There are also troubling reports that PARP treatment reduces the efficacy of subsequent platinum-based chemotherapy (ESMO Open 2021 June 1;6(3):100135). This is not surprising, because we know that one of the mechanisms of resistance to PARP inhibition is the reversion of BRCA mutations, which also conditions tumour response to platinum. The immediate implication is that we need to re-evaluate the biology of disease at the time of recurrence with a new biopsy to find out whether restored HR proficiency through reverse mutations should lead us to offer an alternative second-line therapy. The task for clinical research in the medium term will be to better understand how treatment should be sequenced, what medicines should be offered after PARP inhibition and how to overcome this mechanism of resistance in order to possibly offer a PARP after PARP strategy.

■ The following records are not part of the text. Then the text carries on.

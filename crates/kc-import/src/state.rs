//! Per-realm import state machine.

use std::fmt;

use serde::Serialize;

use crate::error::{ImportError, ImportResult};

/// Progress of a single realm import.
///
/// ```text
/// NotStarted -> TornDown -> Rebuilt -> Remapped -> Swept -> AuthorizationConfigured
/// NotStarted -> Rebuilt -> AuthorizationConfigured      (realm did not exist)
/// NotStarted -> SkippedExisting                         (IgnoreExisting strategy)
/// SkippedExisting -> UsersImported -> Done
/// AuthorizationConfigured -> UsersImported -> Done
/// AuthorizationConfigured -> Done
/// ```
#[derive(Debug, Clone, Copy, PartialEq, Eq, Hash, Serialize)]
pub enum ImportState {
    /// Nothing has happened yet.
    NotStarted,
    /// The existing structure was deleted.
    TornDown,
    /// The structure was recreated.
    Rebuilt,
    /// User association rows were re-pointed.
    Remapped,
    /// Rows pointing nowhere were deleted.
    Swept,
    /// Service accounts and authorization settings are in place.
    AuthorizationConfigured,
    /// User shards were imported.
    UsersImported,
    /// The import finished.
    Done,
    /// The realm already existed and was left alone.
    SkippedExisting,
}

impl ImportState {
    /// Checks whether `next` may follow this state.
    #[must_use]
    pub const fn can_transition_to(self, next: Self) -> bool {
        matches!(
            (self, next),
            (
                Self::NotStarted,
                Self::TornDown | Self::Rebuilt | Self::SkippedExisting
            ) | (Self::TornDown, Self::Rebuilt)
                | (Self::Rebuilt, Self::Remapped | Self::AuthorizationConfigured)
                | (Self::Remapped, Self::Swept)
                | (Self::Swept, Self::AuthorizationConfigured)
                | (
                    Self::AuthorizationConfigured,
                    Self::UsersImported | Self::Done
                )
                | (Self::SkippedExisting, Self::UsersImported)
                | (Self::UsersImported, Self::Done)
        )
    }

    /// Checks whether an import may end in this state.
    #[must_use]
    pub const fn is_terminal(self) -> bool {
        matches!(self, Self::Done | Self::SkippedExisting)
    }
}

impl fmt::Display for ImportState {
    fn fmt(&self, f: &mut fmt::Formatter<'_>) -> fmt::Result {
        let name = match self {
            Self::NotStarted => "not started",
            Self::TornDown => "torn down",
            Self::Rebuilt => "rebuilt",
            Self::Remapped => "remapped",
            Self::Swept => "swept",
            Self::AuthorizationConfigured => "authorization configured",
            Self::UsersImported => "users imported",
            Self::Done => "done",
            Self::SkippedExisting => "skipped existing",
        };
        f.write_str(name)
    }
}

/// Tracks the states a realm import went through.
#[derive(Debug, Clone)]
pub struct RealmProgress {
    history: Vec<ImportState>,
}

impl RealmProgress {
    /// Starts tracking a realm import.
    #[must_use]
    pub fn new() -> Self {
        Self {
            history: vec![ImportState::NotStarted],
        }
    }

    /// Current state.
    #[must_use]
    pub fn current(&self) -> ImportState {
        self.history
            .last()
            .copied()
            .unwrap_or(ImportState::NotStarted)
    }

    /// Moves to `next`.
    ///
    /// ## Errors
    ///
    /// Returns `ImportError::InvalidTransition` if `next` may not follow the
    /// current state.
    pub fn advance(&mut self, next: ImportState) -> ImportResult<()> {
        let current = self.current();
        if !current.can_transition_to(next) {
            return Err(ImportError::InvalidTransition {
                from: current,
                to: next,
            });
        }
        self.history.push(next);
        Ok(())
    }

    /// Every state visited so far, in order.
    #[must_use]
    pub fn history(&self) -> &[ImportState] {
        &self.history
    }

    /// Consumes the tracker, returning its history.
    #[must_use]
    pub fn into_history(self) -> Vec<ImportState> {
        self.history
    }
}

impl Default for RealmProgress {
    fn default() -> Self {
        Self::new()
    }
}

#[cfg(test)]
mod tests {
    use super::*;

    #[test]
    fn reimport_path_is_valid() {
        let mut progress = RealmProgress::new();
        for state in [
            ImportState::TornDown,
            ImportState::Rebuilt,
            ImportState::Remapped,
            ImportState::Swept,
            ImportState::AuthorizationConfigured,
            ImportState::UsersImported,
            ImportState::Done,
        ] {
            progress.advance(state).unwrap();
        }

        assert_eq!(progress.current(), ImportState::Done);
        assert_eq!(progress.history().len(), 8);
    }

    #[test]
    fn new_realm_skips_remap() {
        let mut progress = RealmProgress::new();
        progress.advance(ImportState::Rebuilt).unwrap();
        progress.advance(ImportState::AuthorizationConfigured).unwrap();
        progress.advance(ImportState::Done).unwrap();

        assert!(progress.current().is_terminal());
    }

    #[test]
    fn out_of_order_transition_is_rejected() {
        let mut progress = RealmProgress::new();
        progress.advance(ImportState::TornDown).unwrap();

        let err = progress.advance(ImportState::Swept).unwrap_err();
        assert!(matches!(
            err,
            ImportError::InvalidTransition {
                from: ImportState::TornDown,
                to: ImportState::Swept
            }
        ));
        assert_eq!(progress.current(), ImportState::TornDown);
    }

    #[test]
    fn skipped_realm_cannot_continue() {
        assert!(ImportState::NotStarted.can_transition_to(ImportState::SkippedExisting));
        assert!(!ImportState::SkippedExisting.can_transition_to(ImportState::Rebuilt));
        assert!(!ImportState::SkippedExisting.can_transition_to(ImportState::AuthorizationConfigured));
        assert!(!ImportState::Done.can_transition_to(ImportState::NotStarted));
    }

    #[test]
    fn skipped_realm_may_still_import_users() {
        let mut progress = RealmProgress::new();
        progress.advance(ImportState::SkippedExisting).unwrap();
        assert!(progress.current().is_terminal());

        progress.advance(ImportState::UsersImported).unwrap();
        progress.advance(ImportState::Done).unwrap();

        assert_eq!(
            progress.history(),
            [
                ImportState::NotStarted,
                ImportState::SkippedExisting,
                ImportState::UsersImported,
                ImportState::Done,
            ]
        );
    }
}
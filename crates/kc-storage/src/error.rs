//! Storage error types.

use thiserror::Error;
use uuid::Uuid;

/// Errors that can occur during storage operations.
#[derive(Debug, Error)]
pub enum StorageError {
    /// Entity not found.
    #[error("Entity not found: {entity_type} with id {id}")]
    NotFound {
        /// Type of entity (e.g., "Role", "Realm").
        entity_type: &'static str,
        /// Entity ID.
        id: Uuid,
    },

    /// Duplicate entity (unique constraint violation).
    #[error("Duplicate {entity_type}: {field} '{value}' already exists")]
    Duplicate {
        /// Type of entity.
        entity_type: &'static str,
        /// Field that caused the conflict.
        field: &'static str,
        /// Conflicting value.
        value: String,
    },

    /// The row is still referenced by another row.
    #[error("{entity_type} {id} is still referenced by {referenced_by}")]
    Referenced {
        /// Type of the entity being deleted.
        entity_type: &'static str,
        /// Entity ID.
        id: Uuid,
        /// What still points at it.
        referenced_by: String,
    },

    /// Database connection error.
    #[error("Database connection error: {0}")]
    Connection(String),

    /// Database query error.
    #[error("Database query error: {0}")]
    Query(String),

    /// Transaction error.
    #[error("Transaction error: {0}")]
    Transaction(String),

    /// Serialization error.
    #[error("Serialization error: {0}")]
    Serialization(String),

    /// Internal error.
    #[error("Internal storage error: {0}")]
    Internal(String),
}

impl StorageError {
    /// Creates a not found error for an entity.
    #[must_use]
    pub const fn not_found(entity_type: &'static str, id: Uuid) -> Self {
        Self::NotFound { entity_type, id }
    }

    /// Creates a duplicate error.
    #[must_use]
    pub fn duplicate(
        entity_type: &'static str,
        field: &'static str,
        value: impl Into<String>,
    ) -> Self {
        Self::Duplicate {
            entity_type,
            field,
            value: value.into(),
        }
    }

    /// Creates a still-referenced error.
    #[must_use]
    pub fn referenced(
        entity_type: &'static str,
        id: Uuid,
        referenced_by: impl Into<String>,
    ) -> Self {
        Self::Referenced {
            entity_type,
            id,
            referenced_by: referenced_by.into(),
        }
    }

    /// Checks if this is a not found error.
    #[must_use]
    pub const fn is_not_found(&self) -> bool {
        matches!(self, Self::NotFound { .. })
    }

    /// Checks if this is a duplicate error.
    #[must_use]
    pub const fn is_duplicate(&self) -> bool {
        matches!(self, Self::Duplicate { .. })
    }

    /// Checks if this is a still-referenced error.
    #[must_use]
    pub const fn is_referenced(&self) -> bool {
        matches!(self, Self::Referenced { .. })
    }
}

/// Result type for storage operations.
pub type StorageResult<T> = Result<T, StorageError>;

#[cfg(test)]
mod tests {
    use super::*;

    #[test]
    fn not_found_error() {
        let id = Uuid::now_v7();
        let err = StorageError::not_found("Role", id);

        assert!(err.is_not_found());
        assert!(!err.is_duplicate());
        assert!(err.to_string().contains("Role"));
    }

    #[test]
    fn duplicate_error() {
        let err = StorageError::duplicate("User", "username", "john");

        assert!(err.is_duplicate());
        assert!(!err.is_not_found());
        assert!(err.to_string().contains("john"));
    }

    #[test]
    fn referenced_error() {
        let id = Uuid::now_v7();
        let err = StorageError::referenced("Role", id, "composite_roles");

        assert!(err.is_referenced());
        assert!(err.to_string().contains("composite_roles"));
    }
}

Do you see a potential for immunotherapy to complement existing treatments?

The trial results so far are quite disappointing. Used in combination with chemotherapy as first-line treatment in the JAVELIN Ovarian 100 study (Gyn Oncol. 2020 October 1;159(suppl_1):13-14), avelumab failed to demonstrate a benefit beyond that of chemo alone. Given together with bevacizumab and chemo in the IMagyn trial (J Clin Oncol. 2021 April 23), atezolizumab equally failed to show an additional benefit over and above the standard of care.

This may be due in part to the lack of predictive biomarkers of response for patient enrolment, as a post-hoc hypothesis-generating analysis of the IMagyn trial did suggest a benefit for a sub-group of patients with high expression of PD-L1. There is also mounting evidence that immunotherapy could have a role in treating the clear-cell ovarian cancer subtype (Ann Oncol. 2020 September 1;31(suppl_4):s627). Patient selection therefore needs to be improved if we are to continue exploring immunotherapy, and we also need to identify the most appropriate combination for these agents. The results of four ongoing trials combining immunotherapy with PARP inhibitors are eagerly awaited.

Where is innovation needed in the field to improve patient care?

Ovarian cancer is a rare disease, so it should become mandatory to refer women for centralised treatment in the multidisciplinary setting of a cancer reference centre: this alone has the potential to improve patients’ prognosis. To be able to save more lives in the future, our goal should additionally be to find a reliable way to diagnose women earlier: the five-year survival rate of patients with stage I ovarian cancer is 90%, but only half that much for stages III and IV. We now also have the possibility to prevent hereditary forms of the disease, so aiming to identify all patients with BRCA mutations would allow us to offer them risk-reducing strategies as well as the best tools of early diagnosis.